About this exercise - Show every line in the entries below where the word "ValidationJob" appears.

-=-=-

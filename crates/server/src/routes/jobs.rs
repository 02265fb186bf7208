// crates/server/src/routes/jobs.rs
//! REST surface for validation jobs and their records.

use std::sync::Arc;

use axum::{
    extract::{Path, Query, State},
    routing::{get, post},
    Json, Router,
};
use serde::Deserialize;

use crate::error::{ApiError, ApiResult};
use crate::models::{JobCreate, ProviderRecord, RecordsPage, ValidationJob};
use crate::state::AppState;

/// Build the jobs sub-router.
pub fn router() -> Router<Arc<AppState>> {
    Router::new()
        .route("/jobs", get(list_jobs).post(create_job))
        .route("/jobs/{job_id}", get(get_job_detail))
        .route("/jobs/{job_id}/records", get(get_job_records))
        .route("/jobs/{job_id}/records/{record_id}", get(get_record_detail))
        .route("/jobs/{job_id}/export", post(export_job))
}

/// GET /api/v1/jobs - All validation jobs.
async fn list_jobs(State(state): State<Arc<AppState>>) -> Json<Vec<ValidationJob>> {
    Json(state.jobs.list())
}

/// POST /api/v1/jobs - Create a job and spawn its progression engine.
///
/// In demo mode the requested record count is replaced with the configured
/// demo batch size. The response is the `queued` snapshot; progression and
/// event emission start in the background immediately.
async fn create_job(
    State(state): State<Arc<AppState>>,
    Json(body): Json<JobCreate>,
) -> Json<ValidationJob> {
    let job_id = uuid::Uuid::new_v4().to_string()[..8].to_string();
    let total_records = state.settings.effective_total_records(body.total_records);

    let job = ValidationJob::new(job_id.clone(), body.filename, total_records);
    state.jobs.insert(job.clone());
    state.engine.start(&job_id);

    tracing::info!(
        job_id = %job_id,
        filename = %job.filename,
        total_records,
        "Job created"
    );
    Json(job)
}

/// GET /api/v1/jobs/:job_id - Job detail.
async fn get_job_detail(
    State(state): State<Arc<AppState>>,
    Path(job_id): Path<String>,
) -> ApiResult<Json<ValidationJob>> {
    state
        .jobs
        .get(&job_id)
        .map(Json)
        .ok_or(ApiError::JobNotFound(job_id))
}

/// Query parameters for the records listing.
#[derive(Debug, Deserialize)]
#[serde(rename_all = "camelCase")]
struct RecordsQuery {
    #[serde(default = "default_page")]
    page: usize,
    #[serde(default = "default_page_size", alias = "page_size")]
    page_size: usize,
}

fn default_page() -> usize {
    1
}

fn default_page_size() -> usize {
    50
}

/// GET /api/v1/jobs/:job_id/records?page=1&pageSize=50 - Paginated records.
async fn get_job_records(
    State(state): State<Arc<AppState>>,
    Path(job_id): Path<String>,
    Query(query): Query<RecordsQuery>,
) -> ApiResult<Json<RecordsPage>> {
    if state.jobs.get(&job_id).is_none() {
        return Err(ApiError::JobNotFound(job_id));
    }

    let (items, total) = state.records.page(&job_id, query.page, query.page_size);
    let has_more = query.page * query.page_size < total;

    Ok(Json(RecordsPage {
        items,
        total,
        page: query.page,
        page_size: query.page_size,
        has_more,
    }))
}

/// GET /api/v1/jobs/:job_id/records/:record_id - Single record detail.
async fn get_record_detail(
    State(state): State<Arc<AppState>>,
    Path((job_id, record_id)): Path<(String, String)>,
) -> ApiResult<Json<ProviderRecord>> {
    if state.jobs.get(&job_id).is_none() {
        return Err(ApiError::JobNotFound(job_id));
    }
    state
        .records
        .find(&job_id, &record_id)
        .map(Json)
        .ok_or(ApiError::RecordNotFound(record_id))
}

/// Query parameters for the export stub.
#[derive(Debug, Deserialize, Default)]
#[serde(default)]
struct ExportQuery {
    format: Option<String>,
}

/// POST /api/v1/jobs/:job_id/export?format=csv - Export acknowledgement.
///
/// No file is written; the endpoint only validates the job and echoes the
/// requested format back.
async fn export_job(
    State(state): State<Arc<AppState>>,
    Path(job_id): Path<String>,
    Query(query): Query<ExportQuery>,
) -> ApiResult<Json<serde_json::Value>> {
    if state.jobs.get(&job_id).is_none() {
        return Err(ApiError::JobNotFound(job_id));
    }
    let format = query.format.unwrap_or_else(|| "csv".to_string());
    Ok(Json(serde_json::json!({
        "message": format!("Export initiated for job {job_id} in {format} format"),
        "jobId": job_id,
        "format": format,
    })))
}
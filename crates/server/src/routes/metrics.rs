// crates/server/src/routes/metrics.rs
//! Aggregate dashboard metrics endpoint.

use std::sync::Arc;

use axum::{extract::State, routing::get, Json, Router};
use rand::Rng;

use crate::models::DashboardMetrics;
use crate::state::AppState;

/// Build the metrics sub-router.
pub fn router() -> Router<Arc<AppState>> {
    Router::new().route("/metrics/dashboard", get(dashboard_metrics))
}

/// GET /api/v1/metrics/dashboard - Aggregated dashboard metrics.
///
/// Counts come from the live stores; the `*_change` fields are randomized
/// demo decoration with no underlying time series behind them.
async fn dashboard_metrics(State(state): State<Arc<AppState>>) -> Json<DashboardMetrics> {
    let totals = state.records.totals();
    let average_confidence_score = if totals.total > 0 {
        let avg = totals.confidence_sum / totals.total as f64 * 100.0;
        (avg * 10.0).round() / 10.0
    } else {
        0.0
    };

    let mut rng = rand::thread_rng();
    Json(DashboardMetrics {
        total_providers_validated: totals.total,
        total_providers_change: (rng.gen_range(5.0..15.0f64) * 10.0).round() / 10.0,
        average_confidence_score,
        confidence_change: (rng.gen_range(0.5..2.0f64) * 10.0).round() / 10.0,
        active_jobs: state.jobs.count_active(),
        active_jobs_change: rng.gen_range(-2..=3),
        records_requiring_review: totals.manual_review,
        review_change: rng.gen_range(-10..=20),
    })
}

-=-=-

Answer for the task -
use crate::models::{JobCreate, ProviderRecord, RecordsPage, ValidationJob};
async fn list_jobs(State(state): State<Arc<AppState>>) -> Json<Vec<ValidationJob>> {
) -> Json<ValidationJob> {
    let job = ValidationJob::new(job_id.clone(), body.filename, total_records);
) -> ApiResult<Json<ValidationJob>> {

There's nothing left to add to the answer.